This paper describes an algorithm for an intelligent agent that adaptively changes its thought processes to maximize cumulative reward.
There are two methods of thought- automatic and controlled- where exactly one is active at any given time. Each process contains a utility function, which assigns expected rewards to possible actions in order to select an action.
The automatic and controlled processes cooperate in order to achieve a common goal- Maximize cumulative reward. Each process has specific strengths and weaknesses, where the strong aspects of one process tend to make up for the weak aspects of the other.
The automatic process, or the default method of thinking, calculates the expected utility of each neighboring state in order to select actions that maximize cumulative reward. The agent learns to apply this process through reinforcement, where the agent makes incremental changes to the beliefs to better fit the observed rewards.

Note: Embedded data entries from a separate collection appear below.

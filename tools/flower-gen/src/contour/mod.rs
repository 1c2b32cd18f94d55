//! Outline extraction for painted layers
//!
//! [`trace_boundary`] walks the outer edge of the first opaque region of an
//! RGBA buffer; [`simplify`] thins that outline with Douglas-Peucker so the
//! petal loft works on a handful of points instead of every edge pixel.

mod simplify;
mod trace;

pub use simplify::{segment_distance_sq, simplify};
pub use trace::{NEIGHBORS, trace_boundary, trace_canvas};

/// Integer pixel coordinate on a contour
pub type Point = glam::IVec2;
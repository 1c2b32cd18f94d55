//! Pattern functions: the black box that decides petal color and shape
//!
//! Painting only depends on a mapping from four inputs
//! `(radius, angle feature, layer, bias)` to a vector of outputs where
//! slots 0..=2 are RGB in [0, 1] and slot 3 is the ray cut factor.
//! The remaining slots (up to [`OUTPUT_COUNT`]) are reserved for trait
//! derivation and must still be produced by any substitute source.

use noise::{NoiseFn, Perlin};
use serde_json::Value;
use xxhash_rust::xxh3::xxh3_64;

/// Inputs consumed by a pattern function
pub const INPUT_COUNT: usize = 4;
/// Outputs produced by a pattern function
pub const OUTPUT_COUNT: usize = 14;

pub type PatternInputs = [f64; INPUT_COUNT];
pub type PatternOutputs = [f64; OUTPUT_COUNT];

/// A pattern generator queried by the radial painter
///
/// Implementations may carry activation state between calls; the painter
/// calls [`PatternFunction::reset`] after every evaluation so consecutive
/// queries never observe each other.
pub trait PatternFunction {
    fn evaluate(&mut self, inputs: PatternInputs) -> PatternOutputs;

    /// Clear any state left by the previous evaluation
    fn reset(&mut self) {}

    /// Evaluate, then reset
    fn query(&mut self, inputs: PatternInputs) -> PatternOutputs {
        let outputs = self.evaluate(inputs);
        self.reset();
        outputs
    }
}

impl<P: PatternFunction + ?Sized> PatternFunction for &mut P {
    fn evaluate(&mut self, inputs: PatternInputs) -> PatternOutputs {
        (**self).evaluate(inputs)
    }

    fn reset(&mut self) {
        (**self).reset()
    }
}

impl<P: PatternFunction + ?Sized> PatternFunction for Box<P> {
    fn evaluate(&mut self, inputs: PatternInputs) -> PatternOutputs {
        (**self).evaluate(inputs)
    }

    fn reset(&mut self) {
        (**self).reset()
    }
}

/// Adapts a closure returning the four painting outputs; the reserved
/// slots are zero.
pub struct FnPattern<F>(pub F);

impl<F> PatternFunction for FnPattern<F>
where
    F: FnMut(PatternInputs) -> [f64; 4],
{
    fn evaluate(&mut self, inputs: PatternInputs) -> PatternOutputs {
        let head = (self.0)(inputs);
        let mut outputs = [0.0; OUTPUT_COUNT];
        outputs[..4].copy_from_slice(&head);
        outputs
    }
}

/// Seeded 4D Perlin stand-in for an evolved network
///
/// Each output samples the noise field at its own offset, so channels are
/// decorrelated while staying a pure function of the inputs.
#[derive(Clone)]
pub struct NoisePattern {
    perlin: Perlin,
    /// Input scale (larger = busier patterns)
    pub frequency: f64,
    /// Output gain before clamping to [-1, 1]
    pub gain: f64,
}

impl NoisePattern {
    pub fn new(seed: u32) -> Self {
        Self {
            perlin: Perlin::new(seed),
            frequency: 0.37,
            gain: 1.8,
        }
    }
}

impl PatternFunction for NoisePattern {
    fn evaluate(&mut self, inputs: PatternInputs) -> PatternOutputs {
        let [radius, angle, layer, bias] = inputs;
        let mut outputs = [0.0; OUTPUT_COUNT];
        for (k, out) in outputs.iter_mut().enumerate() {
            let offset = k as f64 * 17.31;
            let point = [
                radius * self.frequency * 0.25 + offset,
                angle * 1.7 + offset * 0.5,
                layer * self.frequency + offset * 0.25,
                bias * 0.5,
            ];
            *out = (self.perlin.get(point) * self.gain).clamp(-1.0, 1.0);
        }
        // Color channels live in [0, 1]
        for c in &mut outputs[..3] {
            *c = 0.5 + 0.5 * *c;
        }
        outputs
    }
}

/// Turns a serialized genome into a pattern function
pub trait GenomeRealizer {
    type Pattern: PatternFunction;

    fn realize(&self, genome: &Value) -> Self::Pattern;
}

/// Realizes any genome as a [`NoisePattern`] seeded from its JSON text,
/// so the same record always paints the same flower.
#[derive(Debug, Default, Clone, Copy)]
pub struct NoiseRealizer;

impl GenomeRealizer for NoiseRealizer {
    type Pattern = NoisePattern;

    fn realize(&self, genome: &Value) -> NoisePattern {
        let hash = xxh3_64(genome.to_string().as_bytes());
        NoisePattern::new((hash ^ (hash >> 32)) as u32)
    }
}

#[cfg(test)]
mod tests {
    use super::*;
    use serde_json::json;

    struct Stateful {
        calls: u32,
        resets: u32,
    }

    impl PatternFunction for Stateful {
        fn evaluate(&mut self, _inputs: PatternInputs) -> PatternOutputs {
            self.calls += 1;
            let mut out = [0.0; OUTPUT_COUNT];
            out[0] = (self.calls - self.resets) as f64;
            out
        }

        fn reset(&mut self) {
            self.resets += 1;
        }
    }

    #[test]
    fn test_query_resets_after_each_call() {
        let mut pattern = Stateful { calls: 0, resets: 0 };
        for _ in 0..3 {
            assert_eq!(pattern.query([0.0; 4])[0], 1.0);
        }
        assert_eq!(pattern.resets, 3);
    }

    #[test]
    fn test_fn_pattern_pads_outputs() {
        let mut pattern = FnPattern(|i: PatternInputs| [i[0], i[1], i[2], i[3]]);
        let out = pattern.query([1.0, 2.0, 3.0, 4.0]);
        assert_eq!(&out[..4], &[1.0, 2.0, 3.0, 4.0]);
        assert!(out[4..].iter().all(|&v| v == 0.0));
    }

    #[test]
    fn test_noise_pattern_is_pure_and_bounded() {
        let mut pattern = NoisePattern::new(11);
        let inputs = [12.0, 0.4, 2.0, 1.0];
        let a = pattern.query(inputs);
        let b = pattern.query(inputs);
        assert_eq!(a, b);
        assert!(a[..3].iter().all(|v| (0.0..=1.0).contains(v)));
        assert!(a.iter().all(|v| (-1.0..=1.0).contains(v)));
    }

    #[test]
    fn test_realizer_is_deterministic() {
        let genome = json!({"nodes": [1, 2, 3]});
        let other = json!({"nodes": [3, 2, 1]});
        let inputs = [5.0, -0.3, 1.0, 1.0];

        let mut a = NoiseRealizer.realize(&genome);
        let mut b = NoiseRealizer.realize(&genome);
        assert_eq!(a.query(inputs), b.query(inputs));

        let mut c = NoiseRealizer.realize(&other);
        let differs = (0..20).any(|i| {
            let probe = [i as f64, 0.7, 2.0, 1.0];
            a.query(probe) != c.query(probe)
        });
        assert!(differs);
    }
}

If the automatic process fails, the agent switches to the controlled process which calculates the distance from the goal state to each neighboring state, and selects actions according to the current distance. Simply put, the agent uses hill climbing to select actions when it experiences high uncertainty.
The controlled process allows the agent to accumulate knowledge for the automatic process. This allows preparation of knowledge before the real application. In other words, the agent uses the controlled process to "study" for the automatic process.
This period of preparation has the additional effect of improving efficiency of the agent. The controlled process has a large relative cost, Thus, decreasing the reliance on the secondary method is a form of optimization. In an ideal world, the automatic process is an air-tight, self-contained system that performs optimally in every situation all the time.
In real-world applications, exclusive application of the automatic process is a naïve idea, as it lacks the adequate skills required to navigate complex environments. In contrast the controlled process is a self-reliant system by nature, in that it makes decisions according to a built-in utility function as opposed to reinforcement from an external source.
The automatic method assigns fitness to each neighboring state, which equals the sum of utilities of their neighboring states, thus providing an expected potential utility for each possible path. This mechanism is reminiscent of Q-learning, an algorithm that discovers optimal paths through backward-chaining of rewards. However, this algorithm was designed with an emphasis on being robust, which is perhaps the weakest attribute of Q-Learning.
States have weighted connections to neighboring states, such that each connection is associated with an action that leads to the neighboring state. Weights are adjusted when the agent selects an action and receives a reward in the new state.